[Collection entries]

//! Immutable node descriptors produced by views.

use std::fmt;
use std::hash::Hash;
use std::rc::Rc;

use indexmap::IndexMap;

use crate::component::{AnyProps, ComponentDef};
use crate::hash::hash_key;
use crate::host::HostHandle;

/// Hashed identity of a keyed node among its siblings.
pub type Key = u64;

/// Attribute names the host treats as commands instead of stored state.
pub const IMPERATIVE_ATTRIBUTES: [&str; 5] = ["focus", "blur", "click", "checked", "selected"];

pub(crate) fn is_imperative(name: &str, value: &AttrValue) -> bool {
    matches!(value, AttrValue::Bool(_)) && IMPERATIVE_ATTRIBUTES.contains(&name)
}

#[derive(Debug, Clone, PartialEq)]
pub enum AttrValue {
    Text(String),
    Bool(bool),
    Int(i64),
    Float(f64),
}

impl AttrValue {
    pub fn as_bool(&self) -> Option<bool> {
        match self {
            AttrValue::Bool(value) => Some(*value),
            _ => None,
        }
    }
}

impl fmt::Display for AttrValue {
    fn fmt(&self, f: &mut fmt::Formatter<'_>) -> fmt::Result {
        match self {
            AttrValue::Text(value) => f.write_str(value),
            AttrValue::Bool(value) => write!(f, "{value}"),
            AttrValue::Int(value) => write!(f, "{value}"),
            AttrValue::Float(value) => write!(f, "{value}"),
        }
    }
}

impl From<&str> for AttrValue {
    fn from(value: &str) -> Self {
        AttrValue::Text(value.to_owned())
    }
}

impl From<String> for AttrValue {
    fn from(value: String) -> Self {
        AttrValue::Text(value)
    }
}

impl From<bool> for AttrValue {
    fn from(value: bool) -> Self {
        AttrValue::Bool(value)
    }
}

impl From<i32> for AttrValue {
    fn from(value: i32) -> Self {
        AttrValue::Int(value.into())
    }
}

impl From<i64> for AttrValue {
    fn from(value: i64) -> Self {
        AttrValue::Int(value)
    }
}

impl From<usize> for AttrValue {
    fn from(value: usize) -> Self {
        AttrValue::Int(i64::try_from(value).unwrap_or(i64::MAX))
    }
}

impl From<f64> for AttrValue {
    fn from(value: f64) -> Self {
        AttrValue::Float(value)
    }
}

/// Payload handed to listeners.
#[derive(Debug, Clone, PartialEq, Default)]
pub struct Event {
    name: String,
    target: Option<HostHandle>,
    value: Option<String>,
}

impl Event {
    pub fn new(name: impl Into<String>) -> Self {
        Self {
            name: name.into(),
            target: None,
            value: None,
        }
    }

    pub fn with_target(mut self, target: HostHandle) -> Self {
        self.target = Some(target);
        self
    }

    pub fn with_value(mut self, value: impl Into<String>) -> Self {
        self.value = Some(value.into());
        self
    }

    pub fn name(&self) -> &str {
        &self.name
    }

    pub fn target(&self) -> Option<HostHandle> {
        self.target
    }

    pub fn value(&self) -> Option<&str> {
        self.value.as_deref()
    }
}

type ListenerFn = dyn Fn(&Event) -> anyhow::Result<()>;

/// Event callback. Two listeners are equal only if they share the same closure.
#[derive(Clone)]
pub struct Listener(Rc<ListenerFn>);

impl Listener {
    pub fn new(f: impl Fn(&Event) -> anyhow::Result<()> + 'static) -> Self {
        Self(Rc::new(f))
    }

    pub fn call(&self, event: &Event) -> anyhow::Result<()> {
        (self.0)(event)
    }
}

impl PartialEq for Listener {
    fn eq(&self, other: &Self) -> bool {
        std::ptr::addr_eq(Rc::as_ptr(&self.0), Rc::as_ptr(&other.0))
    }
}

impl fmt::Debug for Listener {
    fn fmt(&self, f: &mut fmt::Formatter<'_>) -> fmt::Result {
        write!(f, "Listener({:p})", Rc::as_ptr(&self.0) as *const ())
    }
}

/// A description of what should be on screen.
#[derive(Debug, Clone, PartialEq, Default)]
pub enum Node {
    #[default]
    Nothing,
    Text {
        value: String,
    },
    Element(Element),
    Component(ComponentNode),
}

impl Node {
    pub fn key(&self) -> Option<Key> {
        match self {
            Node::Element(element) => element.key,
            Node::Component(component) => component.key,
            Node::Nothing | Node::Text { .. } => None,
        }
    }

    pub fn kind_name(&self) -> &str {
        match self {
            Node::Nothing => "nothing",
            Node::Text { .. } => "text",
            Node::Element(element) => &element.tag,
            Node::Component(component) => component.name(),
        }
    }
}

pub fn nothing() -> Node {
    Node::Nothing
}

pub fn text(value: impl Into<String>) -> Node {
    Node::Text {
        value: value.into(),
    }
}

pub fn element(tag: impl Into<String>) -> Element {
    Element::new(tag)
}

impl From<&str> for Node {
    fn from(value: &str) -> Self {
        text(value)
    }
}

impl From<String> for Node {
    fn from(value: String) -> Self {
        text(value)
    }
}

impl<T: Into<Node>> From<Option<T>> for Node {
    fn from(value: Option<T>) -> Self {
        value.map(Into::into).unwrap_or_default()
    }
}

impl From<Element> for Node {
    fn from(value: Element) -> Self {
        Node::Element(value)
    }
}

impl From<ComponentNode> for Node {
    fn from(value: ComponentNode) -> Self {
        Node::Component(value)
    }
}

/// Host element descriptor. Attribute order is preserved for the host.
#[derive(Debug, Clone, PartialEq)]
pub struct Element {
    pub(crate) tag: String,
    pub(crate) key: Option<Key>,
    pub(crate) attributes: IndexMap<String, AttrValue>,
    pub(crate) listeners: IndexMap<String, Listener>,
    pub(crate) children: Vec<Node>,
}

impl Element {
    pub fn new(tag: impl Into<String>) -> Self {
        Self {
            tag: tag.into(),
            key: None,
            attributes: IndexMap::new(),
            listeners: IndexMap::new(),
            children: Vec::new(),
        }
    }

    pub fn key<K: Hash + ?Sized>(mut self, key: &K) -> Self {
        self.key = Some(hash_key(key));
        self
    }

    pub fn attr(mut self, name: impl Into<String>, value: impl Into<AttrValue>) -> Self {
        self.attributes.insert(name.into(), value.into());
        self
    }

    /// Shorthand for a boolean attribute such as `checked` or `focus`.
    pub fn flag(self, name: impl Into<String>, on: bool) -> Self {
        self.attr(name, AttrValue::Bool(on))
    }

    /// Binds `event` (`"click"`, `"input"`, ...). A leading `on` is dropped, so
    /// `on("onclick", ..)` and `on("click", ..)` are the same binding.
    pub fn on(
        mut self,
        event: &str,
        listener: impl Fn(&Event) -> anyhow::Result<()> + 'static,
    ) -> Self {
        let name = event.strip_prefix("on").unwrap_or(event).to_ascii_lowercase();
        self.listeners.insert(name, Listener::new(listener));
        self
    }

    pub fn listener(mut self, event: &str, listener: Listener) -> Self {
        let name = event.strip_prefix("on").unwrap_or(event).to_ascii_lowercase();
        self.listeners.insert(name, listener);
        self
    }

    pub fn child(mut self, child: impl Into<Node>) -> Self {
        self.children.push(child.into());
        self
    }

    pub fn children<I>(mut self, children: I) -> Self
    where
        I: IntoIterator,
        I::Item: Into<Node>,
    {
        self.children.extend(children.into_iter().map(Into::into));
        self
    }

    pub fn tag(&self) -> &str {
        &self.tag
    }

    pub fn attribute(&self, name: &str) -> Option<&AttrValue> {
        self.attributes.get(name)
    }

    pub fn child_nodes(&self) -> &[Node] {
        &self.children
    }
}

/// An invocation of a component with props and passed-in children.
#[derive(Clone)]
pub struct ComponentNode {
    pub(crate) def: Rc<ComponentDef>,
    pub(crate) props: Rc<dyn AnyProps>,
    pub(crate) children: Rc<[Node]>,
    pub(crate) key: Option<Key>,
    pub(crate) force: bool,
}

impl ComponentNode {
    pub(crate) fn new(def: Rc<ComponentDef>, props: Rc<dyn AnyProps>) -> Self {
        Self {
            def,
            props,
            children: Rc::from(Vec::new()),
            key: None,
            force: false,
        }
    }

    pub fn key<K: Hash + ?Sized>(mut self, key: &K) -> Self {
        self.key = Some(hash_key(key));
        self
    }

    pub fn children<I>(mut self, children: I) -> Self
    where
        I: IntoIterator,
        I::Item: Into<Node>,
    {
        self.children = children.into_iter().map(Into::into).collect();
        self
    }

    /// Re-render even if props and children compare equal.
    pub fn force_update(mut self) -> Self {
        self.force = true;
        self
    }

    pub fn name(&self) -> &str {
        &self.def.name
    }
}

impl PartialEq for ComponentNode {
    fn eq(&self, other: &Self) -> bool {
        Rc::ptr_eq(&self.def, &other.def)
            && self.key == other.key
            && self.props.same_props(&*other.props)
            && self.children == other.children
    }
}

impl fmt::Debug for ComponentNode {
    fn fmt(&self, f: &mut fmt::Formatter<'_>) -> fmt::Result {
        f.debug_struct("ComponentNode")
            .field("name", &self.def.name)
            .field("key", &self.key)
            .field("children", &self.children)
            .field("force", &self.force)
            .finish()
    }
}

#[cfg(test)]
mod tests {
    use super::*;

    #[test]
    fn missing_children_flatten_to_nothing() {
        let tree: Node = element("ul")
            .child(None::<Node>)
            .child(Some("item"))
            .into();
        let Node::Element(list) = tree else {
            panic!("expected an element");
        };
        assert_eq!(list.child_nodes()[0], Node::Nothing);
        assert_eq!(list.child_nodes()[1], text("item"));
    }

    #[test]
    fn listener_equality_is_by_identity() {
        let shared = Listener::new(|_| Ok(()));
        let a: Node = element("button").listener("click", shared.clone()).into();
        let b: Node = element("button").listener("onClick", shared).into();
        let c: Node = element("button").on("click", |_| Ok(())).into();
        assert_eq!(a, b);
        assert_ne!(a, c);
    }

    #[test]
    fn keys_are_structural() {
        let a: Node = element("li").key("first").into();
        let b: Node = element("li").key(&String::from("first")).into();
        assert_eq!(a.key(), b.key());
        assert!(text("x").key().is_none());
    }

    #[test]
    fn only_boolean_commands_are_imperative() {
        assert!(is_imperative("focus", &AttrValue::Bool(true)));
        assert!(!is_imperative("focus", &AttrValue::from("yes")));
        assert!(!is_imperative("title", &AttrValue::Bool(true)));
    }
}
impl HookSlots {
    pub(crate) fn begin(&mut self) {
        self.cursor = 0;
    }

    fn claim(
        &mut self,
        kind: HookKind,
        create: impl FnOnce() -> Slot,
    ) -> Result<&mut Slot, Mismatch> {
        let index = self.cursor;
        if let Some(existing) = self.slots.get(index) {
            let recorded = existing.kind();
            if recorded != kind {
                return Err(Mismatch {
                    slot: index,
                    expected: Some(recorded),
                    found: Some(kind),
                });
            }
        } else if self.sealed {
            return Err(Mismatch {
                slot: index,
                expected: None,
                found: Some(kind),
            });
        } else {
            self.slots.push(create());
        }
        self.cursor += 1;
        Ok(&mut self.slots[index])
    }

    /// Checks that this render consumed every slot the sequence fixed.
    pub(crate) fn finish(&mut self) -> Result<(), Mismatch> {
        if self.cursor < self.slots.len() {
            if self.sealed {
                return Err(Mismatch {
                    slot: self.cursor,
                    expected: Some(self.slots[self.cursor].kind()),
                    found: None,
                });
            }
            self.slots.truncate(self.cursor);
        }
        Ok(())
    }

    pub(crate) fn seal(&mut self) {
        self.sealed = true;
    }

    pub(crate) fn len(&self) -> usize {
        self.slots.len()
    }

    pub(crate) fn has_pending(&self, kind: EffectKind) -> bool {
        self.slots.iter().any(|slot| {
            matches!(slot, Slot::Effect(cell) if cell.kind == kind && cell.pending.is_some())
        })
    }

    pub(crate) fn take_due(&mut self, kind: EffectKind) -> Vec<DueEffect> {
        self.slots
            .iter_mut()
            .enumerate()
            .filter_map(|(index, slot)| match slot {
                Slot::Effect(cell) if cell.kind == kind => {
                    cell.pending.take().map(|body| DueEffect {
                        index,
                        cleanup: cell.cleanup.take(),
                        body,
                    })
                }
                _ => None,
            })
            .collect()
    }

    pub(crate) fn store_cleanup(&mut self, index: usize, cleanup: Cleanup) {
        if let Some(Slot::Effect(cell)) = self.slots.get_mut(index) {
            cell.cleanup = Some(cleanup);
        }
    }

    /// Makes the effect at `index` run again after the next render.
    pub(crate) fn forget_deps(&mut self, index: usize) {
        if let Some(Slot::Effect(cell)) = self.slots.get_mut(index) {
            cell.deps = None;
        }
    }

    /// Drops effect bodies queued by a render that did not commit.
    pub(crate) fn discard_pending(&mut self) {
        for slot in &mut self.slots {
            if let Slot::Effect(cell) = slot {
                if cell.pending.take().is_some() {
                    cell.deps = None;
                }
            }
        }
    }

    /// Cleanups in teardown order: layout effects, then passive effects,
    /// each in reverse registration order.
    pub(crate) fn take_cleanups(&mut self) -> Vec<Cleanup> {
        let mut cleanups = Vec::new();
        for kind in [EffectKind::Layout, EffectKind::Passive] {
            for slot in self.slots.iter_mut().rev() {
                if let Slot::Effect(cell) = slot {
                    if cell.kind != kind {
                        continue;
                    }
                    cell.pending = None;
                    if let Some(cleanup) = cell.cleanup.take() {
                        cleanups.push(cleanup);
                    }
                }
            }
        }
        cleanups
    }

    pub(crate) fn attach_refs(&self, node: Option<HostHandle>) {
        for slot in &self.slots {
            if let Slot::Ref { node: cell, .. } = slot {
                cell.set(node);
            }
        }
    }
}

- **Directions for this task**:
Please reproduce exactly the lines above, beginning with the first and ending with the line that contains "pub type Key = u64;", and include nothing outside that range.

- **Task output**:
//! Immutable node descriptors produced by views.

use std::fmt;
use std::hash::Hash;
use std::rc::Rc;

use indexmap::IndexMap;

use crate::component::{AnyProps, ComponentDef};
use crate::hash::hash_key;
use crate::host::HostHandle;

/// Hashed identity of a keyed node among its siblings.
pub type Key = u64;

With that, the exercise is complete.